Items from a dataset
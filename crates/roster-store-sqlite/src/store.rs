//! [`SqliteStore`]: the SQLite implementation of [`RecordStore`].

use std::path::Path;

use chrono::{SubsecRound as _, Utc};
use rusqlite::OptionalExtension as _;
use uuid::Uuid;

use roster_core::{
  record::{NewRecord, Record},
  store::{GroupCount, GroupField, RecordFilter, RecordQuery, RecordStore},
};

use crate::{
  Error, Result,
  encode::{COLUMNS, RawRecord, encode_choice, encode_uuid},
  schema::SCHEMA,
};

const INSERT: &str = "INSERT INTO records (
    id, role, department, student_grade, student_name, father_name, dob, contact,
    roll_no, session, email, address, gender, emergency_contact, blood_group,
    expiry_date, id_card_number, photo_path, photo_hash, photo_type, qr_path,
    qr_hash, qr_type, card_issue_date, created_at, updated_at
  ) VALUES (
    ?1, ?2, ?3, ?4, ?5, ?6, ?7, ?8, ?9, ?10, ?11, ?12, ?13, ?14, ?15, ?16, ?17,
    ?18, ?19, ?20, ?21, ?22, ?23, ?24, ?25, ?26
  )";

const UPDATE: &str = "UPDATE records SET
    role = ?2, department = ?3, student_grade = ?4, student_name = ?5,
    father_name = ?6, dob = ?7, contact = ?8, roll_no = ?9, session = ?10,
    email = ?11, address = ?12, gender = ?13, emergency_contact = ?14,
    blood_group = ?15, expiry_date = ?16, id_card_number = ?17,
    photo_path = ?18, photo_hash = ?19, photo_type = ?20,
    qr_path = ?21, qr_hash = ?22, qr_type = ?23,
    card_issue_date = ?24, created_at = ?25, updated_at = ?26
  WHERE id = ?1";

/// `WHERE` body shared by listing and counting. `?1` department, `?2` role,
/// `?3` an escaped `LIKE` pattern; a NULL parameter disables its condition.
const FILTER: &str = "(?1 IS NULL OR department = ?1)
   AND (?2 IS NULL OR role = ?2)
   AND (?3 IS NULL
        OR student_name LIKE ?3 ESCAPE '\\'
        OR department   LIKE ?3 ESCAPE '\\'
        OR roll_no      LIKE ?3 ESCAPE '\\')";

/// Newest first; `rowid` breaks ties between identical timestamps.
const NEWEST_FIRST: &str = "ORDER BY created_at DESC, rowid DESC";

// ─── Store ───────────────────────────────────────────────────────────────────

/// A Roster record store backed by a single SQLite file.
///
/// Cloning is cheap; the inner connection is reference-counted.
#[derive(Clone)]
pub struct SqliteStore {
  conn: tokio_rusqlite::Connection,
}

impl SqliteStore {
  /// Open (or create) a store at `path` and run schema initialisation.
  pub async fn open(path: impl AsRef<Path>) -> Result<Self> {
    let conn = tokio_rusqlite::Connection::open(path).await?;
    let store = Self { conn };
    store.init_schema().await?;
    Ok(store)
  }

  /// Open an in-memory store.
  pub async fn open_in_memory() -> Result<Self> {
    let conn = tokio_rusqlite::Connection::open_in_memory().await?;
    let store = Self { conn };
    store.init_schema().await?;
    Ok(store)
  }

  async fn init_schema(&self) -> Result<()> {
    self
      .conn
      .call(|conn| {
        conn.execute_batch(SCHEMA)?;
        Ok(())
      })
      .await?;
    Ok(())
  }

  /// Fetch at most one row matching `column = value`.
  async fn select_one(&self, column: &'static str, value: String) -> Result<Option<Record>> {
    let raw: Option<RawRecord> = self
      .conn
      .call(move |conn| {
        Ok(
          conn
            .query_row(
              &format!("SELECT {COLUMNS} FROM records WHERE {column} = ?1"),
              rusqlite::params![value],
              RawRecord::from_row,
            )
            .optional()?,
        )
      })
      .await?;

    raw.map(RawRecord::into_record).transpose()
  }

  /// Run `sql` (either [`INSERT`] or [`UPDATE`]) with every column of `raw`
  /// bound. Returns the number of rows changed.
  async fn write(&self, sql: &'static str, raw: RawRecord) -> Result<usize> {
    let roll_no = raw.roll_no.clone();
    self
      .conn
      .call(move |conn| {
        let r = &raw;
        Ok(conn.execute(
          sql,
          rusqlite::params![
            r.id,
            r.role,
            r.department,
            r.student_grade,
            r.student_name,
            r.father_name,
            r.dob,
            r.contact,
            r.roll_no,
            r.session,
            r.email,
            r.address,
            r.gender,
            r.emergency_contact,
            r.blood_group,
            r.expiry_date,
            r.id_card_number,
            r.photo_path,
            r.photo_hash,
            r.photo_type,
            r.qr_path,
            r.qr_hash,
            r.qr_type,
            r.card_issue_date,
            r.created_at,
            r.updated_at,
          ],
        )?)
      })
      .await
      .map_err(|e| write_error(e, roll_no))
  }
}

/// Turn a unique-index violation into [`Error::DuplicateRollNo`].
fn write_error(e: tokio_rusqlite::Error, roll_no: String) -> Error {
  if let tokio_rusqlite::Error::Rusqlite(rusqlite::Error::SqliteFailure(failure, _)) = &e
    && failure.code == rusqlite::ErrorCode::ConstraintViolation
  {
    return Error::DuplicateRollNo(roll_no);
  }
  Error::Database(e)
}

/// Escape `LIKE` wildcards in `text` and wrap it for substring matching.
fn like_pattern(text: &str) -> String {
  let mut pattern = String::with_capacity(text.len() + 2);
  pattern.push('%');
  for c in text.chars() {
    if matches!(c, '\\' | '%' | '_') {
      pattern.push('\\');
    }
    pattern.push(c);
  }
  pattern.push('%');
  pattern
}

/// Owned bind values for [`FILTER`].
fn filter_params(filter: &RecordFilter) -> (Option<String>, Option<String>, Option<String>) {
  (
    encode_choice(filter.department),
    encode_choice(filter.role),
    filter.search.as_deref().map(like_pattern),
  )
}

fn group_column(field: GroupField) -> &'static str {
  match field {
    GroupField::Department => "department",
    GroupField::Role => "role",
    GroupField::Grade => "student_grade",
  }
}

// ─── RecordStore impl ────────────────────────────────────────────────────────

impl RecordStore for SqliteStore {
  type Error = Error;

  async fn insert(&self, input: NewRecord) -> Result<Record> {
    // Stored timestamps carry microseconds; truncate so the returned record
    // equals what a later read yields.
    let now = Utc::now().trunc_subsecs(6);
    let record = Record {
      id:              Uuid::new_v4(),
      fields:          input.fields,
      photo:           input.photo,
      qr_code:         input.qr_code,
      card_issue_date: now.date_naive(),
      created_at:      now,
      updated_at:      now,
    };

    self.write(INSERT, RawRecord::from_record(&record)).await?;
    Ok(record)
  }

  async fn get(&self, id: Uuid) -> Result<Option<Record>> {
    self.select_one("id", encode_uuid(id)).await
  }

  async fn find_by_roll_no(&self, roll_no: &str) -> Result<Option<Record>> {
    self.select_one("roll_no", roll_no.to_owned()).await
  }

  async fn update(&self, id: Uuid, replacement: NewRecord) -> Result<Option<Record>> {
    let Some(current) = self.get(id).await? else {
      return Ok(None);
    };

    let record = Record {
      fields: replacement.fields,
      photo: replacement.photo,
      qr_code: replacement.qr_code,
      updated_at: Utc::now().trunc_subsecs(6),
      ..current
    };

    let changed = self.write(UPDATE, RawRecord::from_record(&record)).await?;
    Ok((changed > 0).then_some(record))
  }

  async fn delete(&self, id: Uuid) -> Result<Option<Record>> {
    let id_str = encode_uuid(id);

    let raw: Option<RawRecord> = self
      .conn
      .call(move |conn| {
        let tx = conn.transaction()?;
        let raw = tx
          .query_row(
            &format!("SELECT {COLUMNS} FROM records WHERE id = ?1"),
            rusqlite::params![id_str],
            RawRecord::from_row,
          )
          .optional()?;
        if raw.is_some() {
          tx.execute("DELETE FROM records WHERE id = ?1", rusqlite::params![id_str])?;
        }
        tx.commit()?;
        Ok(raw)
      })
      .await?;

    raw.map(RawRecord::into_record).transpose()
  }

  async fn list(&self, query: &RecordQuery) -> Result<Vec<Record>> {
    let (department, role, pattern) = filter_params(&query.filter);
    // SQLite treats a negative LIMIT as "no limit".
    let limit = query.limit.map_or(-1, |l| l as i64);
    let offset = query.offset as i64;

    let raws: Vec<RawRecord> = self
      .conn
      .call(move |conn| {
        let mut stmt = conn.prepare(&format!(
          "SELECT {COLUMNS} FROM records WHERE {FILTER} {NEWEST_FIRST} LIMIT ?4 OFFSET ?5"
        ))?;
        let rows = stmt
          .query_map(
            rusqlite::params![department, role, pattern, limit, offset],
            RawRecord::from_row,
          )?
          .collect::<rusqlite::Result<Vec<_>>>()?;
        Ok(rows)
      })
      .await?;

    raws.into_iter().map(RawRecord::into_record).collect()
  }

  async fn count(&self, filter: &RecordFilter) -> Result<u64> {
    let (department, role, pattern) = filter_params(filter);

    let n: i64 = self
      .conn
      .call(move |conn| {
        Ok(conn.query_row(
          &format!("SELECT COUNT(*) FROM records WHERE {FILTER}"),
          rusqlite::params![department, role, pattern],
          |row| row.get(0),
        )?)
      })
      .await?;

    Ok(n as u64)
  }

  async fn count_by(&self, field: GroupField) -> Result<Vec<GroupCount>> {
    let column = group_column(field);

    let groups = self
      .conn
      .call(move |conn| {
        let mut stmt = conn.prepare(&format!(
          "SELECT {column}, COUNT(*) AS n FROM records GROUP BY {column} ORDER BY n DESC, {column}"
        ))?;
        let rows = stmt
          .query_map([], |row| {
            Ok(GroupCount {
              value: row.get(0)?,
              count: row.get::<_, i64>(1)? as u64,
            })
          })?
          .collect::<rusqlite::Result<Vec<_>>>()?;
        Ok(rows)
      })
      .await?;

    Ok(groups)
  }
}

Work required
A single number is asked for: how many lines in the entries above hold the string "SqliteStore".

Written answer
4